1. Cos’è un’eclissi solare totale

Un’eclissi solare totale avviene quando la Luna si posiziona esattamente tra il Sole e la Terra, coprendo per intero il disco solare per alcuni minuti.

Il fenomeno è visibile solo lungo una fascia stretta della superficie terrestre, chiamata fascia di totalità: fuori da questa fascia, il Sole viene coperto solo in parte.

Il 12 agosto 2026 si verificherà una nuova eclissi solare totale, la prima visibile dall’Europa continentale dal 1999.

La fascia di totalità attraverserà la Russia artica, la Groenlandia, l’Islanda, la Spagna settentrionale e le Isole Baleari, terminando poco dopo il tramonto sul Mar Mediterraneo.

La durata massima della totalità sarà di circa 2 minuti e 18 secondi, ma solo sull’Oceano Atlantico: sulla terraferma, in Spagna, la durata massima reale sarà di poco inferiore ai 2 minuti.

Dall’Italia l’eclissi sarà visibile solo in forma parziale: il Sole non verrà mai coperto del tutto, ma lo spettacolo resterà comunque notevole, soprattutto al Nord.

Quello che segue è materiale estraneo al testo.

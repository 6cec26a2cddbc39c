//! MetaUpgrade - permanent progression records

use crate::stat::Stat;
use crate::types::BonusType;
use serde::{Deserialize, Serialize};

/// Immutable meta upgrade definition
#[derive(Debug, Clone, PartialEq, Serialize, Deserialize)]
pub struct MetaUpgrade {
    pub id: String,
    pub name: String,
    pub stat: Stat,
    pub max_level: u32,
    /// Cumulative bonus at each level: `bonus_values[i]` is the total at level `i + 1`
    pub bonus_values: Vec<f64>,
    pub bonus_type: BonusType,
    #[serde(default)]
    pub description: Option<String>,
}

impl MetaUpgrade {
    /// Cumulative bonus at a level; `None` at level 0
    pub fn bonus_at(&self, level: u32) -> Option<f64> {
        let index = (level.min(self.max_level) as usize).checked_sub(1)?;
        self.bonus_values.get(index).copied()
    }

    pub fn clamp_level(&self, level: i64) -> u32 {
        level.clamp(0, self.max_level as i64) as u32
    }
}
//! Core enumerations shared by the data tables and the calculators

use serde::{Deserialize, Serialize};

/// Weapon tags used for upgrade applicability
#[derive(
    Debug,
    Clone,
    Copy,
    PartialEq,
    Eq,
    PartialOrd,
    Ord,
    Hash,
    Serialize,
    Deserialize,
    strum::Display,
    strum::EnumString,
    strum::AsRefStr,
)]
#[serde(rename_all = "snake_case")]
#[strum(serialize_all = "snake_case", ascii_case_insensitive)]
pub enum WeaponTag {
    /// Wildcard: an upgrade carrying it applies to every weapon
    All,
    Projectile,
    Kinetic,
    Beam,
    Drone,
    Acid,
    Electrical,
    Fire,
    Cold,
    Plasma,
    Explosive,
    Throwable,
    Turret,
}

/// Upgrade rarity tier, ordered common < legendary
#[derive(
    Debug,
    Clone,
    Copy,
    PartialEq,
    Eq,
    PartialOrd,
    Ord,
    Hash,
    Serialize,
    Deserialize,
    strum::Display,
    strum::EnumString,
    strum::AsRefStr,
)]
#[serde(rename_all = "snake_case")]
#[strum(serialize_all = "snake_case", ascii_case_insensitive)]
pub enum Rarity {
    Common,
    Uncommon,
    Rare,
    Epic,
    Legendary,
}

impl Rarity {
    /// Number of rarity tiers
    pub const COUNT: usize = 5;

    /// Get all rarities in ascending order
    pub fn all() -> &'static [Rarity] {
        &[
            Rarity::Common,
            Rarity::Uncommon,
            Rarity::Rare,
            Rarity::Epic,
            Rarity::Legendary,
        ]
    }

    /// Slot of this rarity in a 5-slot value table
    pub fn index(self) -> usize {
        match self {
            Rarity::Common => 0,
            Rarity::Uncommon => 1,
            Rarity::Rare => 2,
            Rarity::Epic => 3,
            Rarity::Legendary => 4,
        }
    }
}

/// Playable class
#[derive(
    Debug,
    Clone,
    Copy,
    PartialEq,
    Eq,
    PartialOrd,
    Ord,
    Hash,
    Serialize,
    Deserialize,
    strum::Display,
    strum::EnumString,
    strum::AsRefStr,
)]
#[serde(rename_all = "snake_case")]
#[strum(serialize_all = "snake_case", ascii_case_insensitive)]
pub enum Class {
    Scout,
    Gunner,
    Engineer,
    Driller,
}

impl Class {
    pub fn all() -> &'static [Class] {
        &[Class::Scout, Class::Gunner, Class::Engineer, Class::Driller]
    }
}

/// Which part of the build a mid-dive upgrade targets
#[derive(
    Debug,
    Clone,
    Copy,
    PartialEq,
    Eq,
    Hash,
    Serialize,
    Deserialize,
    strum::Display,
    strum::EnumString,
    strum::AsRefStr,
)]
#[serde(rename_all = "snake_case")]
#[strum(serialize_all = "snake_case", ascii_case_insensitive)]
pub enum UpgradeCategory {
    Weapon,
    Tag,
    Player,
}

/// How a meta upgrade's bonus is layered into character stats
#[derive(
    Debug,
    Clone,
    Copy,
    PartialEq,
    Eq,
    Hash,
    Serialize,
    Deserialize,
    strum::Display,
    strum::EnumString,
    strum::AsRefStr,
)]
#[serde(rename_all = "snake_case")]
#[strum(serialize_all = "snake_case", ascii_case_insensitive)]
pub enum BonusType {
    /// Compounds as a `(1 + value)` factor
    Percentage,
    /// Added after all multipliers
    Flat,
}

#[cfg(test)]
mod tests {
    use super::*;
    use std::str::FromStr;

    #[test]
    fn test_rarity_index_follows_order() {
        for (i, rarity) in Rarity::all().iter().enumerate() {
            assert_eq!(rarity.index(), i);
        }
        assert!(Rarity::Common < Rarity::Legendary);
    }

    #[test]
    fn test_string_ids_are_snake_case() {
        assert_eq!(WeaponTag::Projectile.to_string(), "projectile");
        assert_eq!(Rarity::from_str("Legendary").unwrap(), Rarity::Legendary);
        assert_eq!(Class::from_str("driller").unwrap(), Class::Driller);
        assert!(WeaponTag::from_str("laser").is_err());
    }
}
//! MetaUpgradeLevels - persistent progression levels keyed by meta upgrade id

use crate::data::MetaUpgrade;
use serde::{Deserialize, Serialize};
use std::collections::BTreeMap;

/// Current level of each meta upgrade; absent ids are level 0
///
/// Every write clamps into `[0, max_level]` of the matching definition.
/// Persisted levels are read leniently: negatives become 0, fractions are
/// truncated and non-numeric entries are skipped, so one bad entry never
/// discards the rest.
#[derive(Debug, Clone, Default, PartialEq, Eq, Serialize, Deserialize)]
#[serde(from = "BTreeMap<String, StoredLevel>", into = "BTreeMap<String, u32>")]
pub struct MetaUpgradeLevels {
    levels: BTreeMap<String, u32>,
}

/// A persisted level as it appears on disk
#[derive(Deserialize)]
#[serde(untagged)]
enum StoredLevel {
    Number(f64),
    Other(serde::de::IgnoredAny),
}

impl From<BTreeMap<String, StoredLevel>> for MetaUpgradeLevels {
    fn from(raw: BTreeMap<String, StoredLevel>) -> Self {
        let levels = raw
            .into_iter()
            .filter_map(|(id, stored)| match stored {
                StoredLevel::Number(level) if level.is_finite() => {
                    Some((id, level.clamp(0.0, u32::MAX as f64) as u32))
                }
                _ => {
                    tracing::warn!(id = %id, "Skipping non-numeric meta level");
                    None
                }
            })
            .collect();
        Self { levels }
    }
}

impl From<MetaUpgradeLevels> for BTreeMap<String, u32> {
    fn from(levels: MetaUpgradeLevels) -> Self {
        levels.levels
    }
}

impl MetaUpgradeLevels {
    pub fn new() -> Self {
        Self::default()
    }

    /// Current level of an upgrade
    pub fn level(&self, id: &str) -> u32 {
        self.levels.get(id).copied().unwrap_or(0)
    }

    /// Set a level, clamped to the upgrade's bounds
    ///
    /// Returns `false` and leaves the levels untouched when `id` names no
    /// known meta upgrade.
    pub fn set(&mut self, upgrades: &[MetaUpgrade], id: &str, level: i64) -> bool {
        let Some(upgrade) = upgrades.iter().find(|u| u.id == id) else {
            tracing::trace!(id, "Ignoring level for unknown meta upgrade");
            return false;
        };
        self.levels.insert(upgrade.id.clone(), upgrade.clamp_level(level));
        true
    }

    /// Raise a level by one, stopping at the maximum
    pub fn increment(&mut self, upgrades: &[MetaUpgrade], id: &str) -> bool {
        let next = self.level(id) as i64 + 1;
        self.set(upgrades, id, next)
    }

    /// Lower a level by one, stopping at zero
    pub fn decrement(&mut self, upgrades: &[MetaUpgrade], id: &str) -> bool {
        let next = self.level(id) as i64 - 1;
        self.set(upgrades, id, next)
    }

    /// Put every known upgrade back to level 0
    pub fn reset_all(&mut self, upgrades: &[MetaUpgrade]) {
        self.levels = upgrades.iter().map(|u| (u.id.clone(), 0)).collect();
    }

    /// Re-clamp stored levels against the definitions
    ///
    /// Unknown ids are dropped and every known id gets an explicit entry.
    pub fn normalize(&mut self, upgrades: &[MetaUpgrade]) {
        let mut levels = BTreeMap::new();
        for upgrade in upgrades {
            let stored = self.level(&upgrade.id);
            levels.insert(upgrade.id.clone(), upgrade.clamp_level(stored as i64));
        }
        for id in self.levels.keys().filter(|id| !levels.contains_key(*id)) {
            tracing::warn!(id = %id, "Dropping level for unknown meta upgrade");
        }
        self.levels = levels;
    }

    pub fn iter(&self) -> impl Iterator<Item = (&str, u32)> {
        self.levels.iter().map(|(id, level)| (id.as_str(), *level))
    }

    pub fn len(&self) -> usize {
        self.levels.len()
    }

    pub fn is_empty(&self) -> bool {
        self.levels.is_empty()
    }
}
//! dive_core - Stat aggregation and DPS engine for dive build planning
//!
//! This library provides:
//! - Stat registry: every stat's definition and bucketing rule
//! - Character stats: class base, class mod, meta upgrades and gear layered per stat
//! - Mid-dive bonuses: run-scoped upgrades folded per weapon
//! - DPS: sustained damage from weapon stats and bonus layers
//! - Selection state and a flat key-value store for persisting it

pub mod character;
pub mod config;
pub mod data;
pub mod dps;
pub mod error;
pub mod mid_dive;
pub mod prelude;
pub mod report;
pub mod source;
pub mod stat;
pub mod state;
pub mod store;
pub mod types;

// Re-export core types for convenience
pub use character::{calculate_current_stats, CharacterStats, StatAccumulator, StatValue};
pub use config::{default_game_data, load_game_data, ConfigError};
pub use data::{
    does_upgrade_apply_to_weapon, get_upgrade_value, valid_upgrades_for_weapon, ClassMod,
    GameData, MetaUpgrade, RarityValues, Upgrade, Weapon,
};
pub use dps::{calculate_dps, calculate_dps_with_all_upgrades, calculate_dps_with_upgrade};
pub use error::CalcError;
pub use mid_dive::{aggregate_mid_dive_upgrades, MidDiveBonuses};
pub use report::{evaluate_build, evaluate_weapon, BuildReport, WeaponFailure, WeaponReport};
pub use source::{GearBonuses, StatSource};
pub use stat::{format_stat_value, Bucketing, Stat, StatDefinition, StatKind, StatMap};
pub use state::{
    GlobalUpgradeCounts, GlobalUpgradeKey, Loadout, MetaUpgradeLevels, SelectedUpgrade,
    SelectedUpgrades, SelectionState,
};
pub use store::{JsonFileStore, KeyValueStore, MemoryStore, StoreError};
pub use types::{BonusType, Class, Rarity, UpgradeCategory, WeaponTag};
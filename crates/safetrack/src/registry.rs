//! The organization list ("Список ПО").
//!
//! Names are unique by exact, case-sensitive match. Records reference an
//! organization by its name as plain text, so renaming or deleting one
//! never touches existing records.

use tracing::info;

use crate::db::{organization_repo, Database};
use crate::error::RegistryError;

#[derive(Clone)]
pub struct OrganizationRegistry {
    db: Database,
}

impl OrganizationRegistry {
    pub fn new(db: Database) -> Self {
        Self { db }
    }

    /// Adds an organization. A name that already exists is rejected.
    pub fn add(&self, name: &str) -> Result<(), RegistryError> {
        if name.trim().is_empty() {
            return Err(RegistryError::EmptyName);
        }
        match organization_repo::insert(&self.db, name) {
            Ok(_) => {
                info!(organization = %name, "Organization added");
                Ok(())
            }
            Err(e) if e.is_unique_violation() => Err(RegistryError::Duplicate(name.to_string())),
            Err(e) => Err(e.into()),
        }
    }

    /// All organization names, sorted.
    pub fn names(&self) -> Result<Vec<String>, RegistryError> {
        Ok(organization_repo::list_names(&self.db)?)
    }

    /// One page of names (1-based page numbers), for paginated editing.
    pub fn page(&self, page_number: usize, per_page: usize) -> Result<Vec<String>, RegistryError> {
        let start = page_number.saturating_sub(1).saturating_mul(per_page);
        Ok(self
            .names()?
            .into_iter()
            .skip(start)
            .take(per_page)
            .collect())
    }

    /// Renames `old_name` to `new_name`. The new name must be non-empty,
    /// different from the old one and not taken.
    pub fn rename(&self, old_name: &str, new_name: &str) -> Result<(), RegistryError> {
        if old_name.trim().is_empty() || new_name.trim().is_empty() {
            return Err(RegistryError::EmptyName);
        }
        if old_name == new_name {
            return Err(RegistryError::Unchanged);
        }
        if organization_repo::exists(&self.db, new_name)? {
            return Err(RegistryError::Duplicate(new_name.to_string()));
        }

        match organization_repo::rename(&self.db, old_name, new_name) {
            Ok(0) => Err(RegistryError::NotFound(old_name.to_string())),
            Ok(_) => {
                info!(from = %old_name, to = %new_name, "Organization renamed");
                Ok(())
            }
            Err(e) if e.is_unique_violation() => {
                Err(RegistryError::Duplicate(new_name.to_string()))
            }
            Err(e) => Err(e.into()),
        }
    }

    /// Deletes an organization. Deleting an unknown name is a no-op.
    pub fn remove(&self, name: &str) -> Result<(), RegistryError> {
        let removed = organization_repo::delete(&self.db, name)?;
        if removed > 0 {
            info!(organization = %name, "Organization removed");
        }
        Ok(())
    }
}
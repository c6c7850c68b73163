//! Database migration system.
//!
//! Tracks applied migrations in a `_migrations` table and applies
//! pending ones in order. `ADD COLUMN` migrations are skipped when the
//! column already exists, so databases created by older builds that
//! added the column by hand still upgrade cleanly.

use rusqlite::Connection;

use super::error::DatabaseError;

/// A single migration definition.
struct Migration {
    version: u32,
    description: &'static str,
    sql: &'static str,
    kind: MigrationKind,
}

enum MigrationKind {
    /// Execute the SQL directly.
    Standard,
    /// ALTER TABLE ADD COLUMN, skipped when the column already exists.
    AddColumn {
        table: &'static str,
        column: &'static str,
    },
}

/// All migrations in order. Each is applied at most once.
const MIGRATIONS: &[Migration] = &[
    Migration {
        version: 1,
        description: "create_organizations_table",
        sql: include_str!("migrations/sql/001_create_organizations.sql"),
        kind: MigrationKind::Standard,
    },
    Migration {
        version: 2,
        description: "create_inspections_table",
        sql: include_str!("migrations/sql/002_create_inspections.sql"),
        kind: MigrationKind::Standard,
    },
    Migration {
        version: 3,
        description: "create_site_checks_table",
        sql: include_str!("migrations/sql/003_create_site_checks.sql"),
        kind: MigrationKind::Standard,
    },
    Migration {
        version: 4,
        description: "create_photos_table",
        sql: include_str!("migrations/sql/004_create_photos.sql"),
        kind: MigrationKind::Standard,
    },
    Migration {
        version: 5,
        description: "add_mime_type_to_photos",
        sql: include_str!("migrations/sql/005_add_photo_mime_type.sql"),
        kind: MigrationKind::AddColumn {
            table: "photos",
            column: "mime_type",
        },
    },
];

/// Runs all pending migrations on the given connection.
pub fn run_all(conn: &Connection) -> Result<(), DatabaseError> {
    conn.execute_batch(
        "CREATE TABLE IF NOT EXISTS _migrations (
            version INTEGER PRIMARY KEY,
            description TEXT NOT NULL,
            applied_at TEXT NOT NULL DEFAULT (datetime('now'))
        );",
    )?;

    let current_version: u32 = conn.query_row(
        "SELECT COALESCE(MAX(version), 0) FROM _migrations",
        [],
        |r| r.get(0),
    )?;

    for migration in MIGRATIONS {
        if migration.version <= current_version {
            continue;
        }

        log::info!(
            "Running migration v{}: {}",
            migration.version,
            migration.description
        );

        let should_run = match &migration.kind {
            MigrationKind::Standard => true,
            MigrationKind::AddColumn { table, column } => !column_exists(conn, table, column)?,
        };

        if should_run {
            conn.execute_batch(migration.sql)
                .map_err(|e| DatabaseError::Migration {
                    version: migration.version,
                    reason: e.to_string(),
                })?;
        } else {
            log::info!(
                "Skipping migration v{} (column already present)",
                migration.version
            );
        }

        conn.execute(
            "INSERT INTO _migrations (version, description) VALUES (?1, ?2)",
            rusqlite::params![migration.version, migration.description],
        )?;
    }

    Ok(())
}

/// Checks whether a column exists on a table using `PRAGMA table_info`.
fn column_exists(conn: &Connection, table: &str, column: &str) -> Result<bool, DatabaseError> {
    // Identifiers cannot be bound as parameters.
    if !table.chars().all(|c| c.is_ascii_alphanumeric() || c == '_') {
        return Err(DatabaseError::Migration {
            version: 0,
            reason: format!("Invalid table name: {}", table),
        });
    }
    let mut stmt = conn.prepare(&format!("PRAGMA table_info({})", table))?;
    let exists = stmt
        .query_map([], |row| row.get::<_, String>(1))?
        .any(|r| r.map(|name| name == column).unwrap_or(false));
    Ok(exists)
}

#[cfg(test)]
mod tests {
    use super::*;

    fn fresh() -> Connection {
        let conn = Connection::open_in_memory().unwrap();
        conn.execute_batch("PRAGMA foreign_keys=ON;").unwrap();
        conn
    }

    #[test]
    fn test_migrations_run_on_fresh_db() {
        let conn = fresh();
        run_all(&conn).unwrap();

        let count: u32 = conn
            .query_row("SELECT COUNT(*) FROM _migrations", [], |r| r.get(0))
            .unwrap();
        assert_eq!(count, MIGRATIONS.len() as u32);
    }

    #[test]
    fn test_migrations_are_idempotent() {
        let conn = fresh();
        run_all(&conn).unwrap();
        run_all(&conn).unwrap();

        let count: u32 = conn
            .query_row("SELECT COUNT(*) FROM _migrations", [], |r| r.get(0))
            .unwrap();
        assert_eq!(count, MIGRATIONS.len() as u32);
    }

    #[test]
    fn test_column_exists_check() {
        let conn = Connection::open_in_memory().unwrap();
        conn.execute_batch("CREATE TABLE test_tbl (id TEXT, name TEXT);")
            .unwrap();

        assert!(column_exists(&conn, "test_tbl", "id").unwrap());
        assert!(!column_exists(&conn, "test_tbl", "missing").unwrap());
    }

    #[test]
    fn test_column_exists_rejects_bad_identifier() {
        let conn = Connection::open_in_memory().unwrap();
        assert!(column_exists(&conn, "photos; DROP TABLE x", "id").is_err());
    }

    #[test]
    fn test_photos_table_has_mime_type() {
        let conn = fresh();
        run_all(&conn).unwrap();

        assert!(column_exists(&conn, "photos", "mime_type").unwrap());
    }

    #[test]
    fn test_add_column_skipped_when_present() {
        let conn = fresh();
        // Simulate a database that already carries the column before v5 ran.
        for migration in &MIGRATIONS[..4] {
            conn.execute_batch(migration.sql).unwrap();
        }
        conn.execute_batch("ALTER TABLE photos ADD COLUMN mime_type TEXT;")
            .unwrap();

        run_all(&conn).unwrap();
        assert!(column_exists(&conn, "photos", "mime_type").unwrap());
    }

    #[test]
    fn test_photos_require_existing_check() {
        let conn = fresh();
        run_all(&conn).unwrap();

        let result = conn.execute(
            "INSERT INTO photos (record_id, file_path) VALUES (42, '/tmp/x.jpg')",
            [],
        );
        assert!(result.is_err());
    }
}
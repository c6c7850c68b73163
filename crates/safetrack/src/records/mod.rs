//! Record repositories: validation, derived fields and the attachment
//! lifecycle on top of the row-level `db` repositories.

pub mod checks;
pub mod dates;
pub mod inspections;
pub mod model;

pub use checks::CheckRepository;
pub use dates::{format_date, parse_date, parse_time, DateRange};
pub use inspections::InspectionRepository;
pub use model::{
    CheckDraft, CheckListing, CheckRecord, InspectionDraft, InspectionRecord, RecordFilter,
};

use crate::error::RecordError;

fn require_text(field: &'static str, value: &str) -> Result<(), RecordError> {
    if value.trim().is_empty() {
        return Err(RecordError::invalid(field, "must not be empty"));
    }
    Ok(())
}

fn require_non_negative(field: &'static str, value: i64) -> Result<(), RecordError> {
    if value < 0 {
        return Err(RecordError::invalid(field, format!("{} is negative", value)));
    }
    Ok(())
}
use std::path::{Path, PathBuf};
use std::sync::Arc;

use tracing::{info, info_span, warn};

use super::dates::require_date;
use super::{require_text, InspectionDraft, InspectionRecord, RecordFilter};
use crate::db::{inspection_repo, Database};
use crate::error::RecordError;
use crate::sanitize::redact_path;
use crate::storage::{existing, AttachmentStore, Upload};

const KIND: &str = "Inspection";

/// Inspections with at most one photo each.
///
/// The photo is written before the row so its path can be stored with the
/// row in one insert.
#[derive(Clone)]
pub struct InspectionRepository {
    db: Database,
    attachments: Arc<AttachmentStore>,
}

impl InspectionRepository {
    pub fn new(db: Database, attachments: Arc<AttachmentStore>) -> Self {
        Self { db, attachments }
    }

    pub fn create(
        &self,
        draft: &InspectionDraft,
        photo: Option<&Upload>,
    ) -> Result<i64, RecordError> {
        let _span = info_span!("inspections.create").entered();
        validate(draft)?;

        let photo_path = photo
            .map(|upload| self.attachments.store_single(upload))
            .transpose()?;
        let photo_str = photo_path.as_ref().map(|p| p.to_string_lossy().into_owned());

        match inspection_repo::insert(&self.db, draft, photo_str.as_deref()) {
            Ok(id) => {
                info!(id, has_photo = photo_path.is_some(), "Inspection created");
                Ok(id)
            }
            Err(e) => {
                if let Some(path) = photo_path {
                    self.discard_photo(&path);
                }
                Err(e.into())
            }
        }
    }

    pub fn read(&self, id: i64) -> Result<Option<InspectionRecord>, RecordError> {
        Ok(inspection_repo::find_by_id(&self.db, id)?)
    }

    pub fn list(&self, filter: &RecordFilter) -> Result<Vec<InspectionRecord>, RecordError> {
        Ok(inspection_repo::query(&self.db, filter)?)
    }

    /// Replaces every form field of an existing inspection. The photo stays.
    pub fn update(&self, id: i64, draft: &InspectionDraft) -> Result<(), RecordError> {
        validate(draft)?;
        match inspection_repo::update(&self.db, id, draft)? {
            0 => Err(RecordError::NotFound { kind: KIND, id }),
            _ => {
                info!(id, "Inspection updated");
                Ok(())
            }
        }
    }

    /// Attaches a photo to an existing inspection, replacing (and removing)
    /// any previous one.
    pub fn attach_photo(&self, id: i64, upload: &Upload) -> Result<PathBuf, RecordError> {
        let record = self
            .read(id)?
            .ok_or(RecordError::NotFound { kind: KIND, id })?;

        let path = self.attachments.store_single(upload)?;
        if let Err(e) =
            inspection_repo::set_photo_path(&self.db, id, Some(&path.to_string_lossy()))
        {
            self.discard_photo(&path);
            return Err(e.into());
        }

        if let Some(previous) = record.photo_path {
            self.discard_photo(Path::new(&previous));
        }
        Ok(path)
    }

    /// The record's photo if it still exists on disk.
    pub fn photo(&self, id: i64) -> Result<Option<PathBuf>, RecordError> {
        Ok(self
            .read(id)?
            .and_then(|r| r.photo_path)
            .and_then(|p| existing(Path::new(&p))))
    }

    /// Deletes the photo file first, then the row.
    pub fn delete(&self, id: i64) -> Result<(), RecordError> {
        let _span = info_span!("inspections.delete", id).entered();
        let record = self
            .read(id)?
            .ok_or(RecordError::NotFound { kind: KIND, id })?;

        if let Some(path) = record.photo_path {
            self.discard_photo(Path::new(&path));
        }
        inspection_repo::delete(&self.db, id)?;
        info!(id, "Inspection deleted");
        Ok(())
    }

    fn discard_photo(&self, path: &Path) {
        if let Err(e) = self.attachments.remove_single(path) {
            warn!(file = %redact_path(path), error = %e, "Failed to remove inspection photo");
        }
    }
}

fn validate(draft: &InspectionDraft) -> Result<(), RecordError> {
    require_date("inspection_date", &draft.inspection_date)?;
    require_date("elimination_date", &draft.elimination_date)?;
    require_text("organization", &draft.organization)?;
    Ok(())
}

#[cfg(test)]
mod tests {
    use super::*;
    use tempfile::TempDir;

    fn setup() -> (TempDir, InspectionRepository) {
        let temp_dir = TempDir::new().unwrap();
        let db = Database::open_in_memory().unwrap();
        let store = Arc::new(AttachmentStore::new(db.clone(), temp_dir.path().join("uploads")));
        (temp_dir, InspectionRepository::new(db, store))
    }

    fn draft(date: &str) -> InspectionDraft {
        InspectionDraft {
            inspection_date: date.to_string(),
            object: "Стан 2000".to_string(),
            organization: "ООО Монтаж".to_string(),
            violation_description: "Нет ограждения".to_string(),
            elimination_date: date.to_string(),
            elimination_status: "не устранено".to_string(),
            ..Default::default()
        }
    }

    #[test]
    fn test_create_with_photo_and_read_back() {
        let (_tmp, repo) = setup();
        let upload = Upload::new("fence.png", b"png".to_vec());
        let id = repo.create(&draft("01.03.2024"), Some(&upload)).unwrap();

        let record = repo.read(id).unwrap().unwrap();
        assert_eq!(record.fields.inspection_date, "01.03.2024");
        let photo = repo.photo(id).unwrap().unwrap();
        assert_eq!(std::fs::read(photo).unwrap(), b"png");
    }

    #[test]
    fn test_create_rejects_bad_date() {
        let (_tmp, repo) = setup();
        let err = repo.create(&draft("2024-03-01"), None).unwrap_err();
        assert!(matches!(err, RecordError::Validation { field: "inspection_date", .. }));
        assert!(repo.list(&RecordFilter::default()).unwrap().is_empty());
    }

    #[test]
    fn test_update_missing_id_is_not_found() {
        let (_tmp, repo) = setup();
        let err = repo.update(42, &draft("01.03.2024")).unwrap_err();
        assert!(matches!(err, RecordError::NotFound { id: 42, .. }));
    }

    #[test]
    fn test_update_replaces_fields() {
        let (_tmp, repo) = setup();
        let id = repo.create(&draft("01.03.2024"), None).unwrap();

        let mut changed = draft("02.03.2024");
        changed.elimination_status = "устранено".to_string();
        repo.update(id, &changed).unwrap();

        assert_eq!(repo.read(id).unwrap().unwrap().fields, changed);
    }

    #[test]
    fn test_attach_photo_replaces_previous_file() {
        let (_tmp, repo) = setup();
        let id = repo
            .create(&draft("01.03.2024"), Some(&Upload::new("a.jpg", b"a".to_vec())))
            .unwrap();
        let first = repo.photo(id).unwrap().unwrap();

        let second = repo.attach_photo(id, &Upload::new("b.jpg", b"b".to_vec())).unwrap();

        assert!(!first.exists());
        assert_eq!(repo.photo(id).unwrap(), Some(second));
    }

    #[test]
    fn test_vanished_photo_reads_as_none() {
        let (_tmp, repo) = setup();
        let id = repo
            .create(&draft("01.03.2024"), Some(&Upload::new("a.jpg", b"a".to_vec())))
            .unwrap();
        std::fs::remove_file(repo.photo(id).unwrap().unwrap()).unwrap();

        assert_eq!(repo.photo(id).unwrap(), None);
        assert!(repo.read(id).unwrap().unwrap().photo_path.is_some());
    }

    #[test]
    fn test_delete_removes_photo_and_row() {
        let (_tmp, repo) = setup();
        let id = repo
            .create(&draft("01.03.2024"), Some(&Upload::new("a.jpg", b"a".to_vec())))
            .unwrap();
        let photo = repo.photo(id).unwrap().unwrap();

        repo.delete(id).unwrap();

        assert!(!photo.exists());
        assert!(repo.read(id).unwrap().is_none());
        assert!(matches!(repo.delete(id), Err(RecordError::NotFound { .. })));
    }
}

Corona solare visibile durante la totalità di un'eclissi solare
Durante la totalità diventa visibile la corona solare, normalmente nascosta dalla luce intensa del Sole. Eclissi dell’8 aprile 2024, Dallas.
Fonte: NASA / Keegan Barber
Perché durante la totalità compare la corona solare?
La fotosfera, la superficie luminosa del Sole, viene completamente occultata dalla Luna: questo rende finalmente visibile la corona, la tenue atmosfera esterna del Sole, normalmente nascosta dalla sua intensa luminosità.
Perché il cielo diventa buio?
La Luna blocca quasi completamente la luce diretta del Sole: la luminosità cala improvvisamente, con un effetto simile a un tramonto molto rapido. In Italia, dove l’eclissi resta parziale, questo effetto sarà solo accennato, mai completo.
Cosa sono le Baily’s Beads?
Sono i puntini di luce che appaiono per un istante appena prima e appena dopo la totalità, causati dal passaggio degli ultimi raggi di Sole tra le montagne e le valli del profilo lunare. Prendono il nome dall’astronomo Francis Baily, che li descrisse per primo nel 1836.
In sintesi:
Data: mercoledì 12 agosto 2026
Tipo: eclissi solare totale (parziale dall’Italia)
Percorso della totalità: Russia artica, Groenlandia, Islanda, Spagna settentrionale, Isole Baleari
Durata massima: circa 2 minuti e 18 secondi (solo sull’Atlantico, meno di 2 minuti sulla terraferma spagnola)
In Italia: eclissi parziale, visibile al tramonto

Guarda l’animazione ufficiale NASA

Questa visualizzazione ufficiale della NASA Scientific Visualization Studio segue l’ombra della Luna lungo tutto il suo percorso attorno al globo, dalla Siberia artica fino al tramonto sul Mediterraneo.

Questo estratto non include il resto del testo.